Graceful and smart, both species of camelid cousins are native to the Andes Mountains and have been bred for thousands of years as pack animals, for fiber and, in some countries, for meat, Macedo said.

"We conduct tours of our ranch and frequently show people the difference between llamas and alpacas," she said.

  • Alpacas have a blunt face and spear-shaped ears. Smaller than llamas, an average alpaca weighs around 150 pounds and stands about 3 feet tall at the shoulder. 
  • Alpacas are gentle, inquisitive and easy to handle because of their temperament and relatively small size. They require minimal fencing and can be pastured on small acreages. 
  • Alpacas produce one of the world's finest and most luxurious natural fibers. Warm, light and strong, alpaca fleece comes in 16 basic colors, with many variations and blends. 
  • First imported to the U.S. in 1984, alpacas are successfully raised throughout North America.
  • There are two breeds of alpacas—Huacaya (shown above) and Suri. They have almost identical body types, but very different fleece types and therefore different uses in garments. 

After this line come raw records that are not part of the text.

use axum::{
    http::StatusCode,
    response::{IntoResponse, Response},
    Json,
};
use serde_json::json;
use std::fmt;

use crate::models::SourceKind;

/// Per-record failures raised inside the pipeline.
///
/// These never cross the pipeline boundary as `Err`; the batch runner records
/// them in the report and moves on to the next record.
#[derive(Debug, Clone, PartialEq)]
pub enum PipelineError {
    /// No organization name could be derived from the raw payload.
    MissingIdentity {
        /// Source the unusable record came from.
        source: SourceKind,
    },
    /// The record was tagged with a source name nobody maps.
    UnknownSource(String),
    /// The payload did not have the shape expected for its source.
    InvalidPayload {
        /// Source whose mapping table rejected the payload.
        source: SourceKind,
        /// Deserializer message.
        message: String,
    },
}

impl PipelineError {
    /// Short machine-readable code used in batch reports.
    pub fn code(&self) -> &'static str {
        match self {
            PipelineError::MissingIdentity { .. } => "missing_identity",
            PipelineError::UnknownSource(_) => "unknown_source",
            PipelineError::InvalidPayload { .. } => "invalid_payload",
        }
    }
}

impl fmt::Display for PipelineError {
    fn fmt(&self, f: &mut fmt::Formatter<'_>) -> fmt::Result {
        match self {
            PipelineError::MissingIdentity { source } => {
                write!(f, "Missing identity: no organization name in {} record", source)
            }
            PipelineError::UnknownSource(name) => write!(f, "Unknown source: {}", name),
            PipelineError::InvalidPayload { source, message } => {
                write!(f, "Invalid {} payload: {}", source, message)
            }
        }
    }
}

impl std::error::Error for PipelineError {}

/// Application-specific error types.
#[derive(Debug)]
pub enum AppError {
    /// Database-related errors.
    DatabaseError(sqlx::Error),
    /// Resource not found error.
    NotFound(String),
    /// Bad request error (invalid input).
    BadRequest(String),
    /// Internal server error.
    InternalError(String),
    /// Unauthorized access error.
    Unauthorized(String),
    /// Error with context chain for better debugging.
    WithContext {
        /// The underlying source of the error.
        source: Box<AppError>,
        /// Additional context message.
        context: String,
    },
}

impl fmt::Display for AppError {
    fn fmt(&self, f: &mut fmt::Formatter<'_>) -> fmt::Result {
        match self {
            AppError::DatabaseError(e) => write!(f, "Database error: {}", e),
            AppError::NotFound(msg) => write!(f, "Not found: {}", msg),
            AppError::BadRequest(msg) => write!(f, "Bad request: {}", msg),
            AppError::InternalError(msg) => write!(f, "Internal error: {}", msg),
            AppError::Unauthorized(msg) => write!(f, "Unauthorized: {}", msg),
            AppError::WithContext { source, context } => {
                write!(f, "{}: {}", context, source)
            }
        }
    }
}

impl std::error::Error for AppError {}

impl AppError {
    fn status_and_message(&self) -> (StatusCode, String) {
        match self {
            AppError::DatabaseError(e) => {
                tracing::error!("Database error: {:?}", e);
                (
                    StatusCode::INTERNAL_SERVER_ERROR,
                    "Database error".to_string(),
                )
            }
            AppError::NotFound(msg) => (StatusCode::NOT_FOUND, msg.clone()),
            AppError::BadRequest(msg) => (StatusCode::BAD_REQUEST, msg.clone()),
            AppError::InternalError(msg) => {
                tracing::error!("Internal error: {}", msg);
                (
                    StatusCode::INTERNAL_SERVER_ERROR,
                    "Internal server error".to_string(),
                )
            }
            AppError::Unauthorized(msg) => {
                tracing::warn!("Unauthorized access: {}", msg);
                (StatusCode::UNAUTHORIZED, "Unauthorized".to_string())
            }
            AppError::WithContext { source, context } => {
                tracing::error!("Error with context: {} -> {}", context, source);
                source.status_and_message()
            }
        }
    }
}

impl IntoResponse for AppError {
    /// Maps each error variant to an HTTP status code and a JSON body.
    fn into_response(self) -> Response {
        let (status, error_message) = self.status_and_message();

        let body = Json(json!({
            "error": error_message,
        }));

        (status, body).into_response()
    }
}

impl From<sqlx::Error> for AppError {
    fn from(err: sqlx::Error) -> Self {
        AppError::DatabaseError(err)
    }
}

impl From<serde_json::Error> for AppError {
    fn from(err: serde_json::Error) -> Self {
        AppError::InternalError(format!("JSON error: {}", err))
    }
}

impl From<PipelineError> for AppError {
    fn from(err: PipelineError) -> Self {
        AppError::BadRequest(err.to_string())
    }
}

/// Extension trait for adding context to errors.
/// Similar to `anyhow::Context` but for our `AppError` type.
pub trait ResultExt<T> {
    /// Add context to an error.
    fn context(self, context: impl Into<String>) -> Result<T, AppError>;

    /// Add context lazily (only evaluated on error).
    fn with_context<F>(self, f: F) -> Result<T, AppError>
    where
        F: FnOnce() -> String;
}

impl<T> ResultExt<T> for Result<T, AppError> {
    fn context(self, context: impl Into<String>) -> Result<T, AppError> {
        self.map_err(|e| AppError::WithContext {
            source: Box::new(e),
            context: context.into(),
        })
    }

    fn with_context<F>(self, f: F) -> Result<T, AppError>
    where
        F: FnOnce() -> String,
    {
        self.map_err(|e| AppError::WithContext {
            source: Box::new(e),
            context: f(),
        })
    }
}

/// Extension for sqlx::Error to add context
impl<T> ResultExt<T> for Result<T, sqlx::Error> {
    fn context(self, context: impl Into<String>) -> Result<T, AppError> {
        self.map_err(|e| AppError::WithContext {
            source: Box::new(AppError::DatabaseError(e)),
            context: context.into(),
        })
    }

    fn with_context<F>(self, f: F) -> Result<T, AppError>
    where
        F: FnOnce() -> String,
    {
        self.map_err(|e| AppError::WithContext {
            source: Box::new(AppError::DatabaseError(e)),
            context: f(),
        })
    }
}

  • Llamas have a long face and banana-shaped ears. An average llama weighs as much as 440 pounds and at the shoulder stands about 4 feet tall. 
  • Highly intelligent and curious, llamas are easily trained and can be taught to pull a cart and negotiate obstacles. 
  • Llamas have fleece that's less fine than alpacas and less abundant. But it's a high-quality fiber that is warm and light and can be spun, woven and knitted into scarves, hats, coats, sweaters, shawls and rugs.
  • Less timid than alpacas, llamas can be used as guard animals for sheep and other livestock.
  • Bred primarily as pack animals, llamas are sure-footed and can carry loads up to a quarter of their weight.